Exhibition / Exhibitionary

Exhibitions have changed their approach and function over time. They have not only reacted against the idea of a prescribed political or natural order of display, but they also have questioned their space as a privileged site of capitalist forms of representation.

By Multiple authors

Multiple authors • 2/1/25

  • The Lexicon is an ongoing project begun by the international Curatorial Studies Workshop, which is part of the Expanded Artistic Research Network (EARN). The initial idea was to locate each member’s take on key terms often taken for granted in the curatorial field—such as curating, curatorial, exhibition, exhibitionary, representation, and so forth. We quickly discovered that as fundamental as these terms are, they didn’t carry the same meaning for each of us. The Lexicon stimulated a process of mutual understanding while forming a common ground for a cumulative, multi-perspective dialogue. It was an exercise focused not on finding the “most valid” argument, but on the cumulative—and, in a lot of ways, curatorial—juxtaposition built on the collective reflection and dialogue. For The Curatorial, we will continue to build on what we started, adding new definitions/propositions for terms over time to continue a dialogue that we hope will be beneficial and provocative for all those interested in the field and who appreciate the plasticity of meaning and experience so essential to the work we do. The Lexicon is, therefore, not intended to suggest or offer a clear and single definition for the terms proposed. Instead, it aims to generate a productive dialogue between definitions that can help map the variety of curatorial approaches, aesthetic imaginaries, and forms of practice. The Lexicon will stage this dialogue with monthly contributions from curators, artists, organizers, activists, academics, and critical thinkers.—Carolina Rito, Lexicon section editor

  • Cătălin Gheorghe

    An exhibition is commonly understood as a medium, a setting for artworks, or a statement. It is a display of artifacts, structures, ideas, and gestures in an organized way. The production and presentation of an exhibition are co-dependent on an institutional capacity or self-organized initiative, presented in a given space (i.e., museum, white cube, black box, public space, landscape), and to be received by different audiences. 

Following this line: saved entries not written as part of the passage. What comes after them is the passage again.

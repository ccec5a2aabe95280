//! Fixed-size pool of worker threads fed by one shared channel.
//!
//! This module defines the [`WorkerPool`] struct, which spawns `N` named OS
//! threads that all receive from the same unbounded
//! [`crossbeam_channel`] channel. Any idle worker may pick up newly queued
//! blocks, so there is no routing and no per-worker queue to balance.
//!
//! Ordering: a single worker processes blocks in the order they were sent.
//! With more than one worker, blocks may complete out of send order.

use super::{Job, worker::worker_loop};
use crate::{Block, Error, Result, WorkerMetrics};
use core::mem;
use crossbeam_channel::{Sender, unbounded};
use parking_lot::{Mutex, RwLock};
use std::sync::Arc;
use std::thread::{self, JoinHandle};

/// A named group of worker threads applying one [`Job`] to queued blocks.
///
/// The pool is driven through shared references, so it can be wrapped in an
/// [`Arc`] and fed from a subscriber callback while the owner keeps the
/// handle to stop and join it.
pub struct WorkerPool {
    name: String,
    workers: usize,
    sender: RwLock<Option<Sender<Block>>>,
    handles: Mutex<Vec<(usize, JoinHandle<WorkerMetrics>)>>,
    joined: Mutex<Vec<WorkerMetrics>>,
}

impl WorkerPool {
    /// Spawns `workers` threads named `<name>-<index>` running `job`.
    ///
    /// # Errors
    ///
    /// - [`Error::InvalidConfig`] if `workers` is zero.
    /// - [`Error::Spawn`] if a thread could not be started. Workers spawned
    ///   before the failure are shut down first.
    pub fn new(name: impl Into<String>, workers: usize, job: impl Job) -> Result<Self> {
        let name = name.into();
        if workers == 0 {
            return Err(Error::invalid_config(format!(
                "worker pool `{name}` needs at least one worker"
            )));
        }

        let (tx, rx) = unbounded();
        let job: Arc<dyn Job> = Arc::new(job);
        let mut handles = Vec::with_capacity(workers);

        for worker_id in 0..workers {
            let rx = rx.clone();
            let job = Arc::clone(&job);
            let spawned = thread::Builder::new()
                .name(format!("{name}-{worker_id}"))
                .spawn(move || worker_loop(worker_id, rx, job));

            match spawned {
                Ok(handle) => handles.push((worker_id, handle)),
                Err(source) => {
                    drop(tx);
                    for (_, handle) in handles {
                        let _ = handle.join();
                    }
                    return Err(Error::Spawn { pool: name, source });
                }
            }
        }

        #[cfg(feature = "tracing")]
        tracing::debug!("Worker pool `{name}` started with {workers} workers");

        Ok(Self {
            name,
            workers,
            sender: RwLock::new(Some(tx)),
            handles: Mutex::new(handles),
            joined: Mutex::new(Vec::new()),
        })
    }

    pub fn name(&self) -> &str {
        &self.name
    }

    /// Number of worker threads the pool was started with.
    pub fn workers(&self) -> usize {
        self.workers
    }

    /// Blocks queued but not yet taken by a worker. Zero once the pool is
    /// stopped.
    pub fn queued(&self) -> usize {
        self.sender.read().as_ref().map_or(0, Sender::len)
    }

    pub fn is_stopped(&self) -> bool {
        self.sender.read().is_none()
    }

    /// Appends `block` to the shared queue and wakes an idle worker.
    ///
    /// Never blocks on the work itself: the queue is unbounded.
    ///
    /// # Errors
    ///
    /// Returns [`Error::PoolStopped`] once [`WorkerPool::stop`] has been
    /// called.
    pub fn send(&self, block: Block) -> Result<()> {
        let guard = self.sender.read();
        let Some(sender) = guard.as_ref() else {
            return Err(self.stopped());
        };
        // Workers hold receivers until the sender is dropped, so the channel
        // cannot be disconnected while we still have a sender.
        sender.send(block).map_err(|_| self.stopped())
    }

    /// Closes the queue. Workers finish every block already queued, then exit.
    ///
    /// Calling `stop` more than once has no further effect.
    pub fn stop(&self) {
        if self.sender.write().take().is_some() {
            #[cfg(feature = "tracing")]
            tracing::debug!("Worker pool `{}` stopping", self.name);
        }
    }

    /// Waits for every worker thread to exit and returns their metrics ordered
    /// by worker index.
    ///
    /// Must be preceded by [`WorkerPool::stop`], otherwise workers keep
    /// waiting for more blocks and this call does not return. Calling `join`
    /// again returns the same metrics.
    pub fn join(&self) -> Vec<WorkerMetrics> {
        let mut joined = self.joined.lock();
        let handles = mem::take(&mut *self.handles.lock());

        for (worker_id, handle) in handles {
            match handle.join() {
                Ok(metrics) => joined.push(metrics),
                Err(_) => {
                    #[cfg(feature = "tracing")]
                    tracing::error!("Worker {worker_id} of pool `{}` panicked", self.name);
                    joined.push(WorkerMetrics::new(worker_id));
                }
            }
        }

        joined.sort_by_key(|m| m.worker);
        joined.clone()
    }

    fn stopped(&self) -> Error {
        Error::PoolStopped {
            pool: self.name.clone(),
        }
    }
}

impl Drop for WorkerPool {
    fn drop(&mut self) {
        self.stop();
        self.join();
    }
}

impl core::fmt::Debug for WorkerPool {
    fn fmt(&self, f: &mut core::fmt::Formatter<'_>) -> core::fmt::Result {
        f.debug_struct("WorkerPool")
            .field("name", &self.name)
            .field("workers", &self.workers)
            .field("stopped", &self.is_stopped())
            .finish_non_exhaustive()
    }
}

    Exhibitions have changed in approach and function over time. They have not only reacted against the idea of a prescribed political or natural order of display but also have questioned their space as a privileged site of capitalist forms of representation. In these conditions, the understanding of “exhibition” as predominantly a medium for displaying evocative manifestations of power would compromise the chances of seeing the exhibition as a process based on imaginative instances of criticism. 

    A radical use of the exhibition would be the transposition (as a trans[ex]position) of the actual political space and historical time of its event modeling, in Michel Foucault’s words, a relational heterotopia but also manifestations of heterocronia. The trans[ex]position of time and space would have the quality to intervene in multiple specific contexts creating different perspectives and unexpected situations. There would be different kinds of trans[ex]positions, from interventions based on hacking, to complex installations based on research. Opening new reflections on the potentiality of an exhibition, the trans[ex]position would make use of xeno-practices, redefining spaces of perception as xeno-spaces (as non-familiar spaces of thought and counteraction).

    Hongjohn Lin

    For any exhibition, we are always searching for something novel, original, or better yet, unprecedented. It is true that there is a plethora of exhibitions across diverse settings—museums, galleries, art fairs, community interventions, and biennials. Moreover, the expanding field of exhibitions is increasingly shifting from the physical to the virtual. Both spectators and art communities eagerly await the next event, just as social media feverishly fabricates fleeting memories of the latest spectacle—fifteen minutes of web fame, all too soon forgotten. We live in an era of hyper-metabolism of memory, where everything must go viral and fade rapidly, even faster than fashion trends. The more exhibitions proliferate, the less spectators seem able to recall what they have seen. This phenomenon promotes “exhibition amnesia,” an ideology that emphasizes the new while neglecting the past. Every new opening closes a door to what came before. The white cube, a dominant mode of exhibition display, symbolically ‘whitewashes’ memory, replacing it with interior installations surrounded by sterile drywalls. Exhibition spectatorship is driven by the demand for the novel, the immediate, and the up-to-the-minute, while past exhibitions serve only as references, easily becoming obsolete and forgotten. The genealogy of exhibitions reflects this shift, intertwined with the rise of modern museums in the 18th century and the development of capitalism, where the burgeoning bourgeoisie played a significant role in shaping museums as “public” spaces. As museums became more accessible, they began to reflect and reinforce the values and ideologies of emerging capitalist society, positioning exhibitions not only as new standardized displays but also as expressions of social relations mediated by capital.

    Carolina Rito

    An exhibition is a selected and curated presentation of objects in an institution of display or in an off-site where the display of artifacts is identified as an exhibition. It is typically curated by someone or a group of people and who are likely identified in the credits of the show as its curators.

  • Cătălin Gheorghe

    The exhibitionary apparatus generates certain perceptions of its intentions that often obscure its actual political privileges. It seeks to influence beliefs, reasons, and behaviors; and its rationale and modus operandi are ordering discourses that mask its power structure. These are consequences of its paradoxical presence, acting from a political distance but speaking in full proximity to the audience. In this way, its dominant normative views are mediated through direct concrete displays that, in effect, regulate its viewers’ perceptions.  This only underscores the fact that its constitutive colonial derivation inflects it with a deeply negative political condition of hierarchical power.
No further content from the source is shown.